Seize cuisines réparties dans l’hôpital
Autre confort : la possibilité de choisir à la carte son repas à l’aide d’une tablette électronique – sous la supervision d’une diététicienne. Cette nouveauté a été rendue possible grâce à l’installation de seize cuisines, appelées « cuisines satellites », à travers tout l’hôpital, chacune s’occupant de deux ou trois unités.
Les avantages sont multiples, selon Michèle Pirlot, la directrice du département Opérations : amélioration du confort du patient grâce à une plus grande variété de menus ; meilleure conservation des qualités nutritionnelles des aliments ; « une plus grande réactivité et une plus grande flexibilité » selon les besoins du patient – s’il faut changer son régime alimentaire ou retarder le moment du repas, par exemple. « On est le deuxième hôpital belge, après l’hôpital Delta à Bruxelles, à offrir ce service personnalisé », se réjouit Mme Pirlot.
Ces cuisines satellites impliquent un changement de taille aussi pour le personnel qui restait confiné dans une cuisine centralisée. Le travailleur endosse à présent le rôle d' »aide hôtelière » – un nouveau métier – et sert lui-même les repas au patient avec qui il est donc en contact direct. Cela permet de décharger les infirmières de cette tâche et de leur accorder davantage de temps au chevet des malades.
Le robot prend l’ascenseur tout seul
Un autre métier a fait son apparition aux Viviers, celui de « logisticien hospitalier ». Il est chargé entre autres de ranger le matériel et les produits livrés dans les unités par… un robot, un AGV, pour « Automated guided vehicle ».

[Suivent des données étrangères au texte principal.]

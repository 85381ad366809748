pub mod angle;
pub mod click;
pub mod constants;
pub mod drag;
pub mod inertia;
pub mod motion;
pub mod sink;
pub mod ticks;

pub use angle::*;
pub use constants::*;
pub use drag::*;
pub use inertia::*;
pub use motion::*;
pub use sink::*;
pub use ticks::*;
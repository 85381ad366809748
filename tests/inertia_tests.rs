// Host-side tests for motion state updates and post-release coasting.

use clickwheel::core::{
    decay_factor, AudioSink, CoastFrame, FrameHandle, FrameScheduler, InertiaSimulator,
    MotionState, RenderSink, FRICTION, TICK_SPACING,
};

#[derive(Default)]
struct Angles(Vec<f64>);

impl RenderSink for Angles {
    fn render(&mut self, angle: f64) {
        self.0.push(angle);
    }
}

#[derive(Default)]
struct Clicks(usize);

impl AudioSink for Clicks {
    fn click(&mut self) {
        self.0 += 1;
    }
}

#[derive(Default)]
struct Frames {
    next: i32,
    requested: Vec<FrameHandle>,
    cancelled: Vec<FrameHandle>,
}

impl FrameScheduler for Frames {
    fn request_frame(&mut self) -> FrameHandle {
        self.next += 1;
        let h = FrameHandle(self.next);
        self.requested.push(h);
        h
    }

    fn cancel_frame(&mut self, handle: FrameHandle) {
        self.cancelled.push(handle);
    }
}

struct Rig {
    motion: MotionState,
    inertia: InertiaSimulator,
    angles: Angles,
    clicks: Clicks,
    frames: Frames,
}

impl Rig {
    fn new() -> Self {
        Self {
            motion: MotionState::new(),
            inertia: InertiaSimulator::new(),
            angles: Angles::default(),
            clicks: Clicks::default(),
            frames: Frames::default(),
        }
    }

    fn coast(&mut self, velocity: f64, now_ms: f64) -> bool {
        self.motion.set_velocity(velocity);
        self.inertia.start(velocity, now_ms, &mut self.frames)
    }

    fn frame(&mut self, handle: FrameHandle, now_ms: f64) -> CoastFrame {
        self.inertia.frame(
            handle,
            now_ms,
            &mut self.motion,
            &mut self.angles,
            &mut self.clicks,
            &mut self.frames,
        )
    }

    /// Runs pending frames 16ms apart until the coast stops.
    fn run_to_rest(&mut self, mut now_ms: f64) -> Vec<f64> {
        let mut velocities = Vec::new();
        while let Some(h) = self.inertia.pending_frame() {
            now_ms += 16.0;
            self.frame(h, now_ms);
            velocities.push(self.motion.velocity());
            assert!(velocities.len() < 10_000, "coast never settled");
        }
        velocities
    }
}

#[test]
fn apply_angle_reports_delta_and_clicks() {
    let mut motion = MotionState::new();
    let mut angles = Angles::default();
    let mut clicks = Clicks::default();
    let step = motion.apply_angle(2.5 * TICK_SPACING, &mut angles, &mut clicks);
    assert!((step.delta - 2.5 * TICK_SPACING).abs() < 1e-12);
    assert_eq!(step.ticks.count, 2);
    assert_eq!(clicks.0, 2);
    assert_eq!(angles.0, vec![2.5 * TICK_SPACING]);
    assert!((motion.tick_residual() - 0.5 * TICK_SPACING).abs() < 1e-9);
}

#[test]
fn apply_angle_does_not_wrap() {
    let mut motion = MotionState::new();
    let mut angles = Angles::default();
    let mut clicks = Clicks::default();
    for i in 1..=30 {
        motion.apply_angle(f64::from(i), &mut angles, &mut clicks);
    }
    assert_eq!(motion.angle(), 30.0);
}

#[test]
fn decay_factor_is_friction_per_nominal_frame() {
    assert!((decay_factor(16.0) - FRICTION).abs() < 1e-12);
    assert!((decay_factor(32.0) - FRICTION * FRICTION).abs() < 1e-12);
    // Two 8ms frames decay as much as one 16ms frame
    assert!((decay_factor(8.0) * decay_factor(8.0) - decay_factor(16.0)).abs() < 1e-12);
}

#[test]
fn slow_velocity_never_starts_coasting() {
    let mut rig = Rig::new();
    assert!(!rig.coast(0.0003, 0.0));
    assert!(!rig.inertia.is_coasting());
    assert!(rig.frames.requested.is_empty());
}

#[test]
fn release_scenario_stops_after_eleven_frames() {
    let mut rig = Rig::new();
    assert!(rig.coast(0.001, 0.0));
    let velocities = rig.run_to_rest(0.0);
    assert_eq!(velocities.len(), 11);
    for (n, v) in velocities.iter().take(10).enumerate() {
        let expected = 0.001 * FRICTION.powi(n as i32 + 1);
        assert!((v - expected).abs() < 1e-12, "frame {n}: {v} vs {expected}");
    }
    assert_eq!(rig.motion.velocity(), 0.0);
    assert!(!rig.inertia.is_coasting());
}

#[test]
fn coasting_velocity_decays_monotonically() {
    let mut rig = Rig::new();
    rig.coast(-0.02, 100.0);
    let mut prev = 0.02;
    let mut now = 100.0;
    while let Some(h) = rig.inertia.pending_frame() {
        now += 16.0;
        rig.frame(h, now);
        let speed = rig.motion.velocity().abs();
        assert!(speed <= prev);
        prev = speed;
    }
    assert!(rig.motion.angle() < 0.0);
    assert!(rig.clicks.0 > 0);
}

#[test]
fn coasting_advances_by_velocity_times_dt() {
    let mut rig = Rig::new();
    rig.coast(0.01, 0.0);
    let h = rig.inertia.pending_frame().unwrap();
    let out = rig.frame(h, 20.0);
    match out {
        CoastFrame::Continued { delta } => assert!((delta - 0.2).abs() < 1e-12),
        other => panic!("unexpected {other:?}"),
    }
    assert!((rig.motion.velocity() - 0.01 * decay_factor(20.0)).abs() < 1e-15);
}

#[test]
fn zero_or_negative_frame_time_is_clamped_to_one_ms() {
    let mut rig = Rig::new();
    rig.coast(0.01, 50.0);
    let h = rig.inertia.pending_frame().unwrap();
    // Frame timestamp earlier than the start time
    let out = rig.frame(h, 40.0);
    match out {
        CoastFrame::Continued { delta } => assert!((delta - 0.01).abs() < 1e-12),
        other => panic!("unexpected {other:?}"),
    }
    assert!(rig.motion.velocity().is_finite());
}

#[test]
fn stale_or_cancelled_frames_are_ignored() {
    let mut rig = Rig::new();
    rig.coast(0.01, 0.0);
    let h = rig.inertia.pending_frame().unwrap();
    assert_eq!(rig.frame(FrameHandle(h.0 + 100), 16.0), CoastFrame::Ignored);

    rig.inertia.stop(&mut rig.frames);
    assert_eq!(rig.frames.cancelled, vec![h]);
    let angle = rig.motion.angle();
    assert_eq!(rig.frame(h, 32.0), CoastFrame::Ignored);
    assert_eq!(rig.motion.angle(), angle);
}

#[test]
fn stop_while_idle_is_a_no_op() {
    let mut rig = Rig::new();
    rig.inertia.stop(&mut rig.frames);
    rig.inertia.stop(&mut rig.frames);
    assert!(rig.frames.cancelled.is_empty());
    assert!(!rig.inertia.is_coasting());
}

#[test]
fn restarting_a_coast_cancels_the_previous_frame() {
    let mut rig = Rig::new();
    rig.coast(0.01, 0.0);
    let first = rig.inertia.pending_frame().unwrap();
    rig.coast(0.02, 5.0);
    let second = rig.inertia.pending_frame().unwrap();
    assert_ne!(first, second);
    assert_eq!(rig.frames.cancelled, vec![first]);
    assert_eq!(rig.frame(first, 16.0), CoastFrame::Ignored);
}
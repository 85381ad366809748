use wasm_bindgen::JsCast;
use web_sys as web;

#[inline]
pub fn window_document() -> Option<web::Document> {
    web::window().and_then(|w| w.document())
}

pub fn html_element_by_id(document: &web::Document, id: &str) -> anyhow::Result<web::HtmlElement> {
    document
        .get_element_by_id(id)
        .ok_or_else(|| anyhow::anyhow!("missing #{}", id))?
        .dyn_into::<web::HtmlElement>()
        .map_err(|e| anyhow::anyhow!(format!("#{} is not an HtmlElement: {:?}", id, e)))
}

/// Milliseconds on the same clock as requestAnimationFrame timestamps.
#[inline]
pub fn now_ms() -> f64 {
    web::window()
        .and_then(|w| w.performance())
        .map(|p| p.now())
        .unwrap_or(0.0)
}
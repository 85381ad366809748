use crate::constants::{CLICK_FILTER_HZ, CLICK_FILTER_Q, CLICK_GAIN, CLICK_MIN_GAP_SEC};
use crate::core::click::{click_frame_count, noise_burst};
use crate::core::AudioSink;
use web_sys as web;

fn create_gain(
    audio_ctx: &web::AudioContext,
    value: f32,
    label: &str,
) -> Result<web::GainNode, ()> {
    match web::GainNode::new(audio_ctx) {
        Ok(g) => {
            g.gain().set_value(value);
            Ok(g)
        }
        Err(e) => {
            log::error!("{} GainNode error: {:?}", label, e);
            Err(())
        }
    }
}

/// Click player on WebAudio. The context only exists after `ensure` has
/// been called from a user gesture; until then clicks are dropped.
#[derive(Default)]
pub struct ClickAudio {
    audio_ctx: Option<web::AudioContext>,
    last_click_sec: Option<f64>,
}

impl ClickAudio {
    pub fn new() -> Self {
        Self::default()
    }

    /// Creates the context on first use and resumes it if the browser
    /// suspended it.
    pub fn ensure(&mut self) {
        if self.audio_ctx.is_none() {
            match web::AudioContext::new() {
                Ok(ctx) => {
                    log::info!("[audio] context created sr={}", ctx.sample_rate());
                    self.audio_ctx = Some(ctx);
                }
                Err(e) => {
                    log::error!("AudioContext error: {:?}", e);
                    return;
                }
            }
        }
        if let Some(ctx) = &self.audio_ctx {
            if ctx.state() == web::AudioContextState::Suspended {
                _ = ctx.resume();
            }
        }
    }

    fn play(&self, audio_ctx: &web::AudioContext) -> Result<(), ()> {
        let sample_rate = audio_ctx.sample_rate();
        let len = click_frame_count(sample_rate);
        if len == 0 {
            return Err(());
        }
        let mut data = noise_burst(len, &mut rand::thread_rng());
        let buffer = audio_ctx
            .create_buffer(1, len as u32, sample_rate)
            .map_err(|e| {
                log::error!("AudioBuffer error: {:?}", e);
            })?;
        buffer.copy_to_channel(&mut data, 0).map_err(|e| {
            log::error!("AudioBuffer copy error: {:?}", e);
        })?;

        let source = audio_ctx.create_buffer_source().map_err(|e| {
            log::error!("AudioBufferSourceNode error: {:?}", e);
        })?;
        source.set_buffer(Some(&buffer));

        let filter = web::BiquadFilterNode::new(audio_ctx).map_err(|e| {
            log::error!("BiquadFilterNode error: {:?}", e);
        })?;
        filter.set_type(web::BiquadFilterType::Bandpass);
        filter.frequency().set_value(CLICK_FILTER_HZ);
        filter.q().set_value(CLICK_FILTER_Q);

        let gain = create_gain(audio_ctx, CLICK_GAIN, "Click")?;

        let _ = source.connect_with_audio_node(&filter);
        let _ = filter.connect_with_audio_node(&gain);
        let _ = gain.connect_with_audio_node(&audio_ctx.destination());
        #[allow(deprecated)]
        let started = source.start();
        started.map_err(|e| {
            log::error!("click start error: {:?}", e);
        })
    }
}

impl AudioSink for ClickAudio {
    fn click(&mut self) {
        let Some(audio_ctx) = self.audio_ctx.as_ref() else {
            return;
        };
        let now = audio_ctx.current_time();
        if let Some(last) = self.last_click_sec {
            if now - last < CLICK_MIN_GAP_SEC {
                log::trace!("[audio] click dropped, {:.4}s after previous", now - last);
                return;
            }
        }
        if self.play(audio_ctx).is_ok() {
            self.last_click_sec = Some(now);
        }
    }
}
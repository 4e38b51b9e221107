//! Web server implementation using Axum

use crate::backend::{BackendApi, Credentials};
use crate::config::{CollectionDefaults, WebConfig};
use axum::{
    routing::{get, post},
    Router,
};
use std::sync::Arc;
use tower_http::services::ServeDir;
use tower_http::trace::TraceLayer;

use super::routes;

/// Application state shared across handlers
#[derive(Clone)]
pub struct AppState {
    pub backend: Arc<dyn BackendApi>,
    pub admin: Arc<Credentials>,
    pub collections: Arc<CollectionDefaults>,
}

/// Web server for the collection console
pub struct WebServer {
    config: WebConfig,
    app_state: AppState,
}

impl WebServer {
    /// Create a new web server
    pub fn new(
        config: WebConfig,
        backend: Arc<dyn BackendApi>,
        admin: Credentials,
        collections: CollectionDefaults,
    ) -> Self {
        let app_state = AppState {
            backend,
            admin: Arc::new(admin),
            collections: Arc::new(collections),
        };

        Self { config, app_state }
    }

    /// Build the router with all routes
    pub fn router(&self) -> Router {
        // Static files (CSS, JS, images)
        let static_dir = ServeDir::new(&self.config.static_dir);

        Router::new()
            .route("/", get(routes::home))
            .route("/createapi", get(routes::create_collection_page))
            .route("/createapi/submit", post(routes::create_collection_submit))
            .route("/collections/{name}", get(routes::collection_detail))
            .route("/collections/{name}/delete", post(routes::collection_delete))
            .nest_service("/static", static_dir)
            .layer(TraceLayer::new_for_http())
            .with_state(self.app_state.clone())
    }

    /// Run the web server
    pub async fn run(self) -> Result<(), Box<dyn std::error::Error + Send + Sync>> {
        let router = self.router();
        let listener = tokio::net::TcpListener::bind(&self.config.bind).await?;

        tracing::info!(
            bind = %self.config.bind,
            static_dir = %self.config.static_dir.display(),
            "Starting collection console"
        );

        axum::serve(listener, router).await?;

        Ok(())
    }

    /// Get the bind address
    pub fn bind_address(&self) -> &str {
        &self.config.bind
    }
}
//! Integration tests for the web UI handlers
//!
//! Drives the router directly and checks the calls it makes to the backend.

use async_trait::async_trait;
use axum::body::{to_bytes, Body};
use axum::http::{header, Request, StatusCode};
use axum::Router;
use collection_console::backend::{
    BackendApi, BackendClient, BackendError, CollectionDescriptor, Credentials, FieldDescriptor,
    SessionToken, UserAuth, UserDescriptor,
};
use collection_console::config::{CollectionDefaults, WebConfig};
use collection_console::web::WebServer;
use serde_json::{json, Map, Value};
use std::sync::atomic::{AtomicUsize, Ordering};
use std::sync::Arc;
use tower::ServiceExt;
use wiremock::matchers::{body_json, header as header_matcher, method, path};
use wiremock::{Mock, MockServer, ResponseTemplate};

fn admin() -> Credentials {
    Credentials::new("admin@admin.com", "adminadmin")
}

fn router_with(backend: Arc<dyn BackendApi>) -> Router {
    WebServer::new(WebConfig::default(), backend, admin(), CollectionDefaults::default()).router()
}

fn router_for(server: &MockServer) -> Router {
    router_with(Arc::new(BackendClient::from_url_str(&server.uri()).unwrap()))
}

async fn mount_admin_auth(server: &MockServer, expected_calls: u64) {
    Mock::given(method("POST"))
        .and(path("/api/admins/auth-with-password"))
        .and(body_json(json!({ "identity": "admin@admin.com", "password": "adminadmin" })))
        .respond_with(ResponseTemplate::new(200).set_body_json(json!({ "token": "admin-token" })))
        .expect(expected_calls)
        .mount(server)
        .await;
}

async fn mount_admin_auth_rejected(server: &MockServer) {
    Mock::given(method("POST"))
        .and(path("/api/admins/auth-with-password"))
        .respond_with(ResponseTemplate::new(400).set_body_string("Failed to authenticate."))
        .expect(1)
        .mount(server)
        .await;
}

/// Fail the test if anything other than admin auth reaches the backend
async fn forbid_other_calls(server: &MockServer) {
    Mock::given(path("/api/collections"))
        .respond_with(ResponseTemplate::new(500))
        .expect(0)
        .mount(server)
        .await;
}

fn submit(body: &str) -> Request<Body> {
    Request::builder()
        .method("POST")
        .uri("/createapi/submit")
        .header(header::CONTENT_TYPE, "application/x-www-form-urlencoded")
        .body(Body::from(body.to_string()))
        .unwrap()
}

fn get(uri: &str) -> Request<Body> {
    Request::builder().uri(uri).body(Body::empty()).unwrap()
}

async fn body_text(response: axum::response::Response) -> String {
    let bytes = to_bytes(response.into_body(), usize::MAX).await.unwrap();
    String::from_utf8(bytes.to_vec()).unwrap()
}

// ── Home ────────────────────────────────────────────────────────

/// Home page lists collections in backend order
#[tokio::test]
async fn test_home_lists_collections() {
    let server = MockServer::start().await;
    mount_admin_auth(&server, 1).await;
    Mock::given(method("GET"))
        .and(path("/api/collections"))
        .and(header_matcher("Authorization", "Bearer admin-token"))
        .respond_with(ResponseTemplate::new(200).set_body_json(json!({
            "items": [{ "name": "cats" }, { "name": "dogs" }]
        })))
        .expect(1)
        .mount(&server)
        .await;

    let response = router_for(&server).oneshot(get("/")).await.unwrap();
    assert_eq!(response.status(), StatusCode::OK);

    let html = body_text(response).await;
    let cats = html.find("cats").unwrap();
    let dogs = html.find("dogs").unwrap();
    assert!(cats < dogs);
}

/// Home stops after a failed admin login
#[tokio::test]
async fn test_home_admin_auth_failure() {
    let server = MockServer::start().await;
    mount_admin_auth_rejected(&server).await;
    forbid_other_calls(&server).await;

    let response = router_for(&server).oneshot(get("/")).await.unwrap();
    assert_eq!(response.status(), StatusCode::INTERNAL_SERVER_ERROR);
    assert_eq!(body_text(response).await, "Unable to authenticate");
}

/// Backend error bodies stay out of the page
#[tokio::test]
async fn test_home_list_failure_hides_backend_body() {
    let server = MockServer::start().await;
    mount_admin_auth(&server, 1).await;
    Mock::given(method("GET"))
        .and(path("/api/collections"))
        .respond_with(ResponseTemplate::new(500).set_body_string("database is locked"))
        .mount(&server)
        .await;

    let response = router_for(&server).oneshot(get("/")).await.unwrap();
    assert_eq!(response.status(), StatusCode::INTERNAL_SERVER_ERROR);

    let text = body_text(response).await;
    assert_eq!(text, "Unable to retrieve collections");
    assert!(!text.contains("database is locked"));
}

// ── Create ──────────────────────────────────────────────────────

/// The create form is static
#[tokio::test]
async fn test_create_form_makes_no_backend_calls() {
    let backend = Arc::new(RecordingBackend::default());
    let response = router_with(backend.clone())
        .oneshot(get("/createapi"))
        .await
        .unwrap();

    assert_eq!(response.status(), StatusCode::OK);
    let html = body_text(response).await;
    assert!(html.contains("collectionName"));
    assert!(html.contains("payload"));
    assert_eq!(backend.total_calls(), 0);
}

/// Submit creates one collection and redirects home
#[tokio::test]
async fn test_create_submit_creates_and_redirects() {
    let server = MockServer::start().await;
    mount_admin_auth(&server, 1).await;
    Mock::given(method("POST"))
        .and(path("/api/collections"))
        .and(header_matcher("Authorization", "Bearer admin-token"))
        .and(body_json(json!({
            "name": "cats",
            "type": "base",
            "schema": [
                { "name": "title", "type": "text" },
                { "name": "payload", "type": "json" }
            ]
        })))
        .respond_with(ResponseTemplate::new(200).set_body_json(json!({ "id": "c1", "name": "cats" })))
        .expect(1)
        .mount(&server)
        .await;

    let response = router_for(&server)
        .oneshot(submit("collectionName=cats"))
        .await
        .unwrap();

    assert_eq!(response.status(), StatusCode::SEE_OTHER);
    assert_eq!(response.headers()[header::LOCATION], "/");
}

/// Each submit issues exactly one create call
#[tokio::test]
async fn test_create_submit_issues_one_call_per_name() {
    for name in ["a", "cats_2024", "with space", "ünïcode"] {
        let backend = Arc::new(RecordingBackend::default());
        let encoded: String = url::form_urlencoded::byte_serialize(name.as_bytes()).collect();

        let response = router_with(backend.clone())
            .oneshot(submit(&format!("collectionName={}", encoded)))
            .await
            .unwrap();

        assert_eq!(response.status(), StatusCode::SEE_OTHER, "name {:?}", name);
        assert_eq!(backend.created_names(), vec![name.to_string()]);
    }
}

/// Empty names are rejected before any backend call
#[tokio::test]
async fn test_create_submit_empty_name_is_bad_request() {
    let backend = Arc::new(RecordingBackend::default());
    let response = router_with(backend.clone())
        .oneshot(submit("collectionName="))
        .await
        .unwrap();

    assert_eq!(response.status(), StatusCode::BAD_REQUEST);
    assert_eq!(body_text(response).await, "Collection name cannot be empty");
    assert_eq!(backend.total_calls(), 0);
}

/// Missing collectionName field
#[tokio::test]
async fn test_create_submit_missing_field_is_bad_request() {
    let server = MockServer::start().await;
    let response = router_for(&server).oneshot(submit("")).await.unwrap();

    assert_eq!(response.status(), StatusCode::BAD_REQUEST);
    let received = server.received_requests().await.unwrap_or_default();
    assert!(received.is_empty());
}

/// Submit stops after a failed admin login
#[tokio::test]
async fn test_create_submit_admin_auth_failure() {
    let server = MockServer::start().await;
    mount_admin_auth_rejected(&server).await;
    forbid_other_calls(&server).await;

    let response = router_for(&server)
        .oneshot(submit("collectionName=cats"))
        .await
        .unwrap();

    assert_eq!(response.status(), StatusCode::INTERNAL_SERVER_ERROR);
}

/// Backend rejection of a create
#[tokio::test]
async fn test_create_submit_backend_rejection() {
    let server = MockServer::start().await;
    mount_admin_auth(&server, 1).await;
    Mock::given(method("POST"))
        .and(path("/api/collections"))
        .respond_with(ResponseTemplate::new(400).set_body_string(
            r#"{"data":{"name":{"code":"validation_collection_name_exists"}}}"#,
        ))
        .expect(1)
        .mount(&server)
        .await;

    let response = router_for(&server)
        .oneshot(submit("collectionName=cats"))
        .await
        .unwrap();

    assert_eq!(response.status(), StatusCode::INTERNAL_SERVER_ERROR);
    assert_eq!(body_text(response).await, "Failed to create collection");
}

// ── Collection detail / delete ─────────────────────────────────

/// Detail page renders the collection's fields
#[tokio::test]
async fn test_collection_detail_renders_fields() {
    let server = MockServer::start().await;
    mount_admin_auth(&server, 1).await;
    Mock::given(method("GET"))
        .and(path("/api/collections/cats"))
        .respond_with(ResponseTemplate::new(200).set_body_json(json!({
            "id": "c1",
            "name": "cats",
            "type": "base",
            "schema": [{ "name": "whiskers", "type": "number" }]
        })))
        .expect(1)
        .mount(&server)
        .await;

    let response = router_for(&server)
        .oneshot(get("/collections/cats"))
        .await
        .unwrap();

    assert_eq!(response.status(), StatusCode::OK);
    assert!(body_text(response).await.contains("whiskers"));
}

/// Detail stops after a failed admin login
#[tokio::test]
async fn test_collection_detail_admin_auth_failure() {
    let server = MockServer::start().await;
    mount_admin_auth_rejected(&server).await;
    Mock::given(path("/api/collections/cats"))
        .respond_with(ResponseTemplate::new(500))
        .expect(0)
        .mount(&server)
        .await;

    let response = router_for(&server)
        .oneshot(get("/collections/cats"))
        .await
        .unwrap();

    assert_eq!(response.status(), StatusCode::INTERNAL_SERVER_ERROR);
}

/// Delete redirects home on success
#[tokio::test]
async fn test_collection_delete_redirects_home() {
    let server = MockServer::start().await;
    mount_admin_auth(&server, 1).await;
    Mock::given(method("DELETE"))
        .and(path("/api/collections/cats"))
        .and(header_matcher("Authorization", "Bearer admin-token"))
        .respond_with(ResponseTemplate::new(204))
        .expect(1)
        .mount(&server)
        .await;

    let request = Request::builder()
        .method("POST")
        .uri("/collections/cats/delete")
        .body(Body::empty())
        .unwrap();
    let response = router_for(&server).oneshot(request).await.unwrap();

    assert_eq!(response.status(), StatusCode::SEE_OTHER);
    assert_eq!(response.headers()[header::LOCATION], "/");
}

/// Delete must not reach the backend when admin authentication fails
#[tokio::test]
async fn test_collection_delete_admin_auth_failure() {
    let server = MockServer::start().await;
    mount_admin_auth_rejected(&server).await;
    Mock::given(method("DELETE"))
        .and(path("/api/collections/cats"))
        .respond_with(ResponseTemplate::new(204))
        .expect(0)
        .mount(&server)
        .await;

    let request = Request::builder()
        .method("POST")
        .uri("/collections/cats/delete")
        .body(Body::empty())
        .unwrap();
    let response = router_for(&server).oneshot(request).await.unwrap();

    assert_eq!(response.status(), StatusCode::INTERNAL_SERVER_ERROR);
    assert_eq!(body_text(response).await, "Unable to authenticate");
}

/// An encoded slash in the path stays a single collection name
#[tokio::test]
async fn test_collection_detail_decodes_encoded_name() {
    let server = MockServer::start().await;
    mount_admin_auth(&server, 1).await;
    Mock::given(method("GET"))
        .and(path("/api/collections/a%2Fb"))
        .respond_with(
            ResponseTemplate::new(200).set_body_json(json!({ "name": "a/b", "type": "base" })),
        )
        .expect(1)
        .mount(&server)
        .await;

    let response = router_for(&server)
        .oneshot(get("/collections/a%2Fb"))
        .await
        .unwrap();

    assert_eq!(response.status(), StatusCode::OK);
    assert!(body_text(response).await.contains(r#"action="/collections/a%2Fb/delete""#));
}

/// Delete failures return a generic 500
#[tokio::test]
async fn test_collection_delete_failure() {
    let server = MockServer::start().await;
    mount_admin_auth(&server, 1).await;
    Mock::given(method("DELETE"))
        .and(path("/api/collections/users"))
        .respond_with(ResponseTemplate::new(400).set_body_string("system collection"))
        .mount(&server)
        .await;

    let request = Request::builder()
        .method("POST")
        .uri("/collections/users/delete")
        .body(Body::empty())
        .unwrap();
    let response = router_for(&server).oneshot(request).await.unwrap();

    assert_eq!(response.status(), StatusCode::INTERNAL_SERVER_ERROR);
    assert_eq!(body_text(response).await, "Failed to delete collection");
}

// ── Recording backend ──────────────────────────────────────────

/// In-process backend that records calls and always succeeds
#[derive(Default)]
struct RecordingBackend {
    calls: AtomicUsize,
    created: std::sync::Mutex<Vec<CollectionDescriptor>>,
}

impl RecordingBackend {
    fn record(&self) {
        self.calls.fetch_add(1, Ordering::SeqCst);
    }

    fn total_calls(&self) -> usize {
        self.calls.load(Ordering::SeqCst)
    }

    fn created_names(&self) -> Vec<String> {
        self.created
            .lock()
            .unwrap()
            .iter()
            .map(|c| c.name.clone())
            .collect()
    }
}

#[async_trait]
impl BackendApi for RecordingBackend {
    async fn authenticate_admin(&self, _: &Credentials) -> Result<SessionToken, BackendError> {
        self.record();
        Ok(SessionToken::new("admin-token"))
    }

    async fn authenticate_user(&self, _: &Credentials) -> Result<UserAuth, BackendError> {
        self.record();
        Err(BackendError::Auth("not supported".to_string()))
    }

    async fn list_collections(&self, _: &SessionToken) -> Result<Vec<String>, BackendError> {
        self.record();
        Ok(vec![])
    }

    async fn create_collection(
        &self,
        _: &SessionToken,
        descriptor: &CollectionDescriptor,
    ) -> Result<(), BackendError> {
        self.record();
        assert_eq!(
            descriptor.schema,
            vec![
                FieldDescriptor::new("title", "text"),
                FieldDescriptor::new("payload", "json")
            ]
        );
        self.created.lock().unwrap().push(descriptor.clone());
        Ok(())
    }

    async fn get_collection(
        &self,
        _: &SessionToken,
        _: &str,
    ) -> Result<Map<String, Value>, BackendError> {
        self.record();
        Ok(Map::new())
    }

    async fn delete_collection(&self, _: &SessionToken, _: &str) -> Result<(), BackendError> {
        self.record();
        Ok(())
    }

    async fn user_exists(&self, _: &SessionToken, _: &str) -> Result<bool, BackendError> {
        self.record();
        Ok(false)
    }

    async fn create_user(
        &self,
        _: &SessionToken,
        _: &UserDescriptor,
    ) -> Result<String, BackendError> {
        self.record();
        Ok("u1".to_string())
    }
}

Imaginez une tondeuse automatique. Au lieu d’être rond, le robot est rectangulaire et bien plus grand. Cet AGV va se glisser sous des chariots métalliques remplis de matériel pour ensuite les transporter dans tout l’hôpital. Il se déplace seul (les couloirs ont été cartographiés), ouvre les portes, prend les ascenseurs qui lui sont dédiés, utilise des clignotants, « parle » pour alerter de sa présence. Une présence humaine n’est nécessaire qu’au départ et à l’arrivée, où l’on retrouve le logisticien hospitalier.
« L’AGV, explique Michèle Pirlot, est utilisé pour du matériel standardisable et programmable qu’il transporte entre deux points », de gare à gare, lesquelles sont représentées au sol par des grandes bandes rouges. La gamme des produits transportés est large : denrées alimentaires, médicaments, perfusions et dispositifs médicaux, linge, déchets, etc.
Les Viviers sont dotés de 21 AGV. Les premiers doivent fournir à partir de mardi la polyclinique et la dentisterie. Ils délesteront ainsi du personnel des tâches de manutention les plus lourdes. Mais « il n’y a pas de pertes d’emplois. Cette crainte n’est pas fondée, assure Khalid Mourchid, responsable logistique. Au contraire, on a créé quarante ETP (équivalents temps plein) pour gérer les AGV. »
Des vestiaires automatisés
L’automatisation concerne aussi le vestiaire du personnel soignant. Ce dernier encode sur un écran la tenue dont il a besoin. On entend alors une machinerie se mettre en branle jusqu’à ce que la tenue se présente face au soignant à hauteur d’une ouverture dans le mur. Lorsque l’on entre dans le local technique derrière le mur, on découvre un enchevêtrement de rails auxquels sont accrochées des milliers de tenues.
Une fois changé, le soignant met ses vêtements dans une housse, qui va emprunter le chemin inverse. Le système fonctionne à l’aide de badges et de puces de détection. Avantages : il prend beaucoup moins de place qu’un système de casiers et permet de mutualiser les tenues, qui ne sont plus nominatives.
Aux Viviers, on se réjouit aussi d’utiliser les dernières avancées technologiques, notamment en radiothérapie, cardiologie ou encore en dialyse, avec un traitement de l’eau unique en Belgique qui permet une diminution de 40 % de la consommation. Finalement, pousser les portes des Viviers, c’est pénétrer dans l’hôpital du 21e siècle.